Items listed in a dataset
****
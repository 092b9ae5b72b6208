//! Application model types: `App` and `Screen`.
//!
//! Navigation is a stack, `Home -> Meditate -> Player`. The player screen
//! has no back action; it is left only through dismissal.

use crate::library::{Catalog, Track};

/// One entry of the navigation stack.
#[derive(Clone, Debug, PartialEq, Eq)]
pub enum Screen {
    /// Track list.
    Home,
    /// Duration picker for the chosen track.
    Meditate { title: String },
    /// Countdown and playback for the chosen track and duration.
    Player { title: String, minutes: u32 },
}

static HOME: Screen = Screen::Home;

/// The main application model.
pub struct App {
    pub catalog: Catalog,
    pub selected: usize,
    pub should_quit: bool,

    stack: Vec<Screen>,
    durations: Vec<u32>,
    default_duration: usize,
    duration_index: usize,
}

impl App {
    /// Create a new `App` on the home screen. `durations` are the picker
    /// options; `default_duration` is preselected when present.
    pub fn new(catalog: Catalog, durations: Vec<u32>, default_duration: u32) -> Self {
        let default_idx = durations
            .iter()
            .position(|&d| d == default_duration)
            .unwrap_or(0);

        Self {
            catalog,
            selected: 0,
            should_quit: false,
            stack: vec![Screen::Home],
            durations,
            default_duration: default_idx,
            duration_index: default_idx,
        }
    }

    pub fn screen(&self) -> &Screen {
        // The stack is never emptied below `Home`.
        self.stack.last().unwrap_or(&HOME)
    }

    pub fn depth(&self) -> usize {
        self.stack.len()
    }

    /// Move the home cursor down, stopping at the last track.
    pub fn next(&mut self) {
        if self.selected + 1 < self.catalog.len() {
            self.selected += 1;
        }
    }

    /// Move the home cursor up, stopping at the first track.
    pub fn prev(&mut self) {
        self.selected = self.selected.saturating_sub(1);
    }

    pub fn selected_track(&self) -> Option<&Track> {
        self.catalog.get(self.selected)
    }

    pub fn durations(&self) -> &[u32] {
        &self.durations
    }

    pub fn duration_index(&self) -> usize {
        self.duration_index
    }

    pub fn selected_duration(&self) -> Option<u32> {
        self.durations.get(self.duration_index).copied()
    }

    pub fn next_duration(&mut self) {
        if self.duration_index + 1 < self.durations.len() {
            self.duration_index += 1;
        }
    }

    pub fn prev_duration(&mut self) {
        self.duration_index = self.duration_index.saturating_sub(1);
    }

    /// Home -> Meditate for the highlighted track. The picker always opens
    /// on the default duration.
    pub fn open_picker(&mut self) -> bool {
        if !matches!(self.screen(), Screen::Home) {
            return false;
        }
        let Some(track) = self.selected_track() else {
            return false;
        };
        let title = track.title.clone();
        self.duration_index = self.default_duration;
        self.stack.push(Screen::Meditate { title });
        true
    }

    /// Meditate -> Player with the picked duration.
    pub fn open_player(&mut self) -> bool {
        let Screen::Meditate { title } = self.screen() else {
            return false;
        };
        let Some(minutes) = self.selected_duration() else {
            return false;
        };
        let title = title.clone();
        self.stack.push(Screen::Player { title, minutes });
        true
    }

    /// User back navigation. Only the picker can go back; home is the root
    /// and the player must be stopped instead.
    pub fn back(&mut self) -> bool {
        if matches!(self.screen(), Screen::Meditate { .. }) {
            self.stack.pop();
            true
        } else {
            false
        }
    }

    /// Leave the player screen after its session ended.
    pub fn dismiss(&mut self) -> bool {
        if matches!(self.screen(), Screen::Player { .. }) {
            self.stack.pop();
            true
        } else {
            false
        }
    }

    pub fn quit(&mut self) {
        self.should_quit = true;
    }
}
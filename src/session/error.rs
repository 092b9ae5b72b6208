use std::fmt;

use crate::audio::AssetUnavailable;

/// Why `SessionController::start` refused to start a session.
#[derive(Debug)]
pub enum SessionError {
    /// The resolved asset could not be loaded. Not retried.
    AssetUnavailable(AssetUnavailable),
    /// A session needs at least one minute.
    InvalidDuration(u32),
}

impl fmt::Display for SessionError {
    fn fmt(&self, f: &mut fmt::Formatter<'_>) -> fmt::Result {
        match self {
            SessionError::AssetUnavailable(e) => write!(f, "audio unavailable: {e}"),
            SessionError::InvalidDuration(m) => {
                write!(f, "invalid session duration: {m} minutes (must be > 0)")
            }
        }
    }
}

impl std::error::Error for SessionError {
    fn source(&self) -> Option<&(dyn std::error::Error + 'static)> {
        match self {
            SessionError::AssetUnavailable(e) => Some(e),
            SessionError::InvalidDuration(_) => None,
        }
    }
}

impl From<AssetUnavailable> for SessionError {
    fn from(e: AssetUnavailable) -> Self {
        SessionError::AssetUnavailable(e)
    }
}
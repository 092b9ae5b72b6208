/// A catalog entry. `title` is the display key, `asset_id` names the audio
/// file (without extension) inside the configured assets directory.
#[derive(Debug, Clone, PartialEq, Eq)]
pub struct Track {
    pub title: String,
    pub asset_id: String,
}

impl Track {
    pub fn new(title: impl Into<String>, asset_id: impl Into<String>) -> Self {
        Self {
            title: title.into(),
            asset_id: asset_id.into(),
        }
    }
}
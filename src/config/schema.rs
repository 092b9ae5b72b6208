use std::path::PathBuf;

use serde::Deserialize;

/// Top-level application settings loaded from `config.toml`.
///
/// File format: TOML
/// Default path (Linux/XDG): `$XDG_CONFIG_HOME/stillpoint/config.toml` or `~/.config/stillpoint/config.toml`
///
/// Precedence (highest wins):
/// 1) Environment variables (prefix `STILLPOINT__`, `__` as nested separator)
/// 2) Config file (if present)
/// 3) Struct defaults
#[derive(Debug, Clone, Default, Deserialize)]
#[serde(default)]
pub struct Settings {
    pub audio: AudioSettings,
    pub session: SessionSettings,
    pub ui: UiSettings,
    pub log: LogSettings,
}

#[derive(Debug, Clone, Deserialize)]
#[serde(default)]
pub struct AudioSettings {
    /// Directory holding `<asset_id>.<extension>` files.
    pub assets_dir: PathBuf,
    /// Extension of the asset files, without the dot.
    pub extension: String,
    /// Playback volume; 1.0 is unchanged.
    pub volume: f32,
}

impl Default for AudioSettings {
    fn default() -> Self {
        Self {
            assets_dir: PathBuf::from("assets"),
            extension: "mp3".to_string(),
            volume: 1.0,
        }
    }
}

#[derive(Debug, Clone, Deserialize)]
#[serde(default)]
pub struct SessionSettings {
    /// Options offered by the duration picker, in minutes.
    pub durations: Vec<u32>,
    /// Picker selection when the screen opens. Must be one of `durations`.
    pub default_duration: u32,
    /// Countdown refresh interval (milliseconds).
    pub tick_ms: u64,
}

impl Default for SessionSettings {
    fn default() -> Self {
        Self {
            durations: vec![15, 30, 45, 60],
            default_duration: 15,
            tick_ms: 1000,
        }
    }
}

#[derive(Debug, Clone, Deserialize)]
#[serde(default)]
pub struct UiSettings {
    /// Greeting shown above the track list.
    pub header_text: String,
    /// Animate the circles on the player screen.
    pub pulse: bool,
}

impl Default for UiSettings {
    fn default() -> Self {
        Self {
            header_text: "For a better YOU!".to_string(),
            pulse: true,
        }
    }
}

#[derive(Debug, Clone, Deserialize)]
#[serde(default)]
pub struct LogSettings {
    /// `tracing` filter directive, overridden by `STILLPOINT_LOG`.
    pub filter: String,
    /// Log file. The terminal belongs to the UI, so without a file nothing
    /// is logged.
    pub file: Option<PathBuf>,
}

impl Default for LogSettings {
    fn default() -> Self {
        Self {
            filter: "info".to_string(),
            file: None,
        }
    }
}
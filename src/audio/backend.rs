use super::types::{AssetUnavailable, Looping};

/// Opaque audio service used by the session controller.
///
/// `stop` takes the handle by value: once a handle has been stopped it is
/// gone, so a resource can only be released once.
pub trait AudioBackend {
    type Handle;

    /// Prepare `asset_id` for playback. Nothing is audible until `play`.
    fn load(&mut self, asset_id: &str) -> Result<Self::Handle, AssetUnavailable>;

    fn play(&mut self, handle: &mut Self::Handle, looping: Looping);

    fn stop(&mut self, handle: Self::Handle);
}
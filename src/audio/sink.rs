//! rodio-backed `AudioBackend`.
//!
//! Assets are plain files named `<asset_id>.<extension>` under one directory.
//! Each loaded asset gets its own paused `Sink` on the shared output mixer.

use std::fs::File;
use std::io::BufReader;
use std::path::{Path, PathBuf};
use std::rc::Rc;

use rodio::{Decoder, OutputStream, Sink, Source};

use super::backend::AudioBackend;
use super::types::{AssetUnavailable, Looping, UnavailableReason};

type FileDecoder = Decoder<BufReader<File>>;

/// Path of `asset_id` inside `dir`, e.g. `assets/relax1.mp3`.
pub fn asset_path(dir: &Path, asset_id: &str, extension: &str) -> PathBuf {
    let ext = extension.trim().trim_start_matches('.');
    if ext.is_empty() {
        dir.join(asset_id)
    } else {
        dir.join(format!("{asset_id}.{ext}"))
    }
}

/// Open and decode the file behind `asset_id`.
pub(super) fn open_decoder(path: &Path, asset_id: &str) -> Result<FileDecoder, AssetUnavailable> {
    if !path.is_file() {
        return Err(AssetUnavailable::new(
            asset_id,
            UnavailableReason::Missing(path.to_path_buf()),
        ));
    }
    let file = File::open(path).map_err(|e| AssetUnavailable::new(asset_id, UnavailableReason::Io(e)))?;
    Decoder::new(BufReader::new(file))
        .map_err(|e| AssetUnavailable::new(asset_id, UnavailableReason::Decode(e.to_string())))
}

/// A loaded asset: a paused sink plus the decoded source waiting to be queued.
pub struct LoadedAsset {
    sink: Sink,
    source: Option<FileDecoder>,
}

#[derive(Clone)]
pub struct RodioBackend {
    stream: Rc<OutputStream>,
    assets_dir: PathBuf,
    extension: String,
    volume: f32,
}

impl RodioBackend {
    /// Audio stays audible for as long as any clone of the backend (and so
    /// the shared output stream) is alive.
    pub fn new(stream: OutputStream, assets_dir: PathBuf, extension: String, volume: f32) -> Self {
        Self {
            stream: Rc::new(stream),
            assets_dir,
            extension,
            volume,
        }
    }
}

impl AudioBackend for RodioBackend {
    type Handle = LoadedAsset;

    fn load(&mut self, asset_id: &str) -> Result<LoadedAsset, AssetUnavailable> {
        let path = asset_path(&self.assets_dir, asset_id, &self.extension);
        let source = open_decoder(&path, asset_id)?;

        let sink = Sink::connect_new(self.stream.mixer());
        sink.pause();
        sink.set_volume(self.volume);
        Ok(LoadedAsset {
            sink,
            source: Some(source),
        })
    }

    fn play(&mut self, handle: &mut LoadedAsset, looping: Looping) {
        if let Some(source) = handle.source.take() {
            match looping {
                Looping::Forever => handle.sink.append(source.repeat_infinite()),
                Looping::Once => handle.sink.append(source),
            }
        }
        handle.sink.play();
    }

    fn stop(&mut self, handle: LoadedAsset) {
        handle.sink.stop();
    }
}
use super::load::{default_config_path, resolve_config_path};
use super::schema::*;
use std::sync::{Mutex, OnceLock};

static ENV_LOCK: OnceLock<Mutex<()>> = OnceLock::new();

fn env_lock() -> std::sync::MutexGuard<'static, ()> {
    ENV_LOCK.get_or_init(|| Mutex::new(())).lock().unwrap()
}

struct EnvGuard {
    key: &'static str,
    old: Option<std::ffi::OsString>,
}

impl EnvGuard {
    fn set(key: &'static str, val: &str) -> Self {
        let old = std::env::var_os(key);
        unsafe {
            std::env::set_var(key, val);
        }
        Self { key, old }
    }

    fn remove(key: &'static str) -> Self {
        let old = std::env::var_os(key);
        unsafe {
            std::env::remove_var(key);
        }
        Self { key, old }
    }
}

impl Drop for EnvGuard {
    fn drop(&mut self) {
        match self.old.take() {
            Some(v) => unsafe {
                std::env::set_var(self.key, v);
            },
            None => unsafe {
                std::env::remove_var(self.key);
            },
        }
    }
}

#[test]
fn resolve_config_path_prefers_stillpoint_config_path() {
    let _lock = env_lock();
    let _g1 = EnvGuard::set("STILLPOINT_CONFIG_PATH", "/tmp/stillpoint-test-config.toml");
    assert_eq!(
        resolve_config_path().unwrap(),
        std::path::PathBuf::from("/tmp/stillpoint-test-config.toml")
    );
}

#[test]
fn default_config_path_prefers_xdg_config_home() {
    let _lock = env_lock();
    let _g1 = EnvGuard::set("XDG_CONFIG_HOME", "/tmp/xdg-config-home");
    let _g2 = EnvGuard::set("HOME", "/tmp/home-should-not-win");

    let p = default_config_path().unwrap();
    assert_eq!(
        p,
        std::path::PathBuf::from("/tmp/xdg-config-home")
            .join("stillpoint")
            .join("config.toml")
    );
}

#[test]
fn default_config_path_falls_back_to_home_dot_config() {
    let _lock = env_lock();
    let _g1 = EnvGuard::remove("XDG_CONFIG_HOME");
    let _g2 = EnvGuard::set("HOME", "/tmp/home-dir");

    let p = default_config_path().unwrap();
    assert_eq!(
        p,
        std::path::PathBuf::from("/tmp/home-dir")
            .join(".config")
            .join("stillpoint")
            .join("config.toml")
    );
}

#[test]
fn defaults_match_the_bundled_app() {
    let s = Settings::default();
    assert_eq!(s.session.durations, vec![15, 30, 45, 60]);
    assert_eq!(s.session.default_duration, 15);
    assert_eq!(s.session.tick_ms, 1000);
    assert_eq!(s.audio.extension, "mp3");
    assert_eq!(s.ui.header_text, "For a better YOU!");
    assert!(s.log.file.is_none());
    assert!(s.validate().is_ok());
}

#[test]
fn settings_load_from_config_file() {
    let _lock = env_lock();

    let dir = tempfile::tempdir().unwrap();
    let cfg_path = dir.path().join("config.toml");
    std::fs::write(
        &cfg_path,
        r#"
[audio]
assets_dir = "/opt/sounds"
extension = "ogg"
volume = 0.5

[session]
durations = [5, 10, 20]
default_duration = 10
tick_ms = 250

[ui]
header_text = "breathe"
pulse = false

[log]
filter = "stillpoint=debug"
file = "/tmp/stillpoint.log"
"#,
    )
    .unwrap();

    let _g1 = EnvGuard::set("STILLPOINT_CONFIG_PATH", cfg_path.to_str().unwrap());
    let _g2 = EnvGuard::remove("STILLPOINT__AUDIO__VOLUME");

    let s = Settings::load().unwrap();
    assert_eq!(s.audio.assets_dir, std::path::PathBuf::from("/opt/sounds"));
    assert_eq!(s.audio.extension, "ogg");
    assert_eq!(s.audio.volume, 0.5);
    assert_eq!(s.session.durations, vec![5, 10, 20]);
    assert_eq!(s.session.default_duration, 10);
    assert_eq!(s.session.tick_ms, 250);
    assert_eq!(s.ui.header_text, "breathe");
    assert!(!s.ui.pulse);
    assert_eq!(s.log.filter, "stillpoint=debug");
    assert_eq!(s.log.file, Some(std::path::PathBuf::from("/tmp/stillpoint.log")));
    assert!(s.validate().is_ok());
}

#[test]
fn settings_env_overrides_config_file() {
    let _lock = env_lock();

    let dir = tempfile::tempdir().unwrap();
    let cfg_path = dir.path().join("config.toml");
    std::fs::write(
        &cfg_path,
        r#"
[audio]
extension = "mp3"
"#,
    )
    .unwrap();

    let _g1 = EnvGuard::set("STILLPOINT_CONFIG_PATH", cfg_path.to_str().unwrap());
    let _g2 = EnvGuard::set("STILLPOINT__AUDIO__EXTENSION", "flac");

    let s = Settings::load().unwrap();
    assert_eq!(s.audio.extension, "flac");
    assert_eq!(s.session.durations, vec![15, 30, 45, 60]);
}

#[test]
fn settings_env_overrides_duration_list() {
    let _lock = env_lock();

    let dir = tempfile::tempdir().unwrap();
    let cfg_path = dir.path().join("config.toml");
    std::fs::write(&cfg_path, "").unwrap();

    let _g1 = EnvGuard::set("STILLPOINT_CONFIG_PATH", cfg_path.to_str().unwrap());
    let _g2 = EnvGuard::set("STILLPOINT__SESSION__DURATIONS", "5,10");
    let _g3 = EnvGuard::set("STILLPOINT__SESSION__DEFAULT_DURATION", "5");

    let s = Settings::load().unwrap();
    assert_eq!(s.session.durations, vec![5, 10]);
    assert_eq!(s.session.default_duration, 5);
    assert!(s.validate().is_ok());
}

#[test]
fn validate_rejects_broken_session_settings() {
    let mut s = Settings::default();
    s.session.durations.clear();
    assert!(s.validate().is_err());

    let mut s = Settings::default();
    s.session.durations = vec![0, 15];
    assert!(s.validate().is_err());

    let mut s = Settings::default();
    s.session.default_duration = 20;
    assert!(s.validate().unwrap_err().contains("default_duration"));

    let mut s = Settings::default();
    s.session.tick_ms = 0;
    assert!(s.validate().is_err());

    let mut s = Settings::default();
    s.audio.volume = 3.0;
    assert!(s.validate().is_err());
}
****
Activity:
All that belongs in the answer is the lines from the start of the entries above through the line containing "pub fn depth(&self)", each given exactly.

Task response:
repository 092b9ae5b72b6208
//! Application model types: `App` and `Screen`.
//!
//! Navigation is a stack, `Home -> Meditate -> Player`. The player screen
//! has no back action; it is left only through dismissal.

use crate::library::{Catalog, Track};

/// One entry of the navigation stack.
#[derive(Clone, Debug, PartialEq, Eq)]
pub enum Screen {
    /// Track list.
    Home,
    /// Duration picker for the chosen track.
    Meditate { title: String },
    /// Countdown and playback for the chosen track and duration.
    Player { title: String, minutes: u32 },
}

static HOME: Screen = Screen::Home;

/// The main application model.
pub struct App {
    pub catalog: Catalog,
    pub selected: usize,
    pub should_quit: bool,

    stack: Vec<Screen>,
    durations: Vec<u32>,
    default_duration: usize,
    duration_index: usize,
}

impl App {
    /// Create a new `App` on the home screen. `durations` are the picker
    /// options; `default_duration` is preselected when present.
    pub fn new(catalog: Catalog, durations: Vec<u32>, default_duration: u32) -> Self {
        let default_idx = durations
            .iter()
            .position(|&d| d == default_duration)
            .unwrap_or(0);

        Self {
            catalog,
            selected: 0,
            should_quit: false,
            stack: vec![Screen::Home],
            durations,
            default_duration: default_idx,
            duration_index: default_idx,
        }
    }

    pub fn screen(&self) -> &Screen {
        // The stack is never emptied below `Home`.
        self.stack.last().unwrap_or(&HOME)
    }

    pub fn depth(&self) -> usize {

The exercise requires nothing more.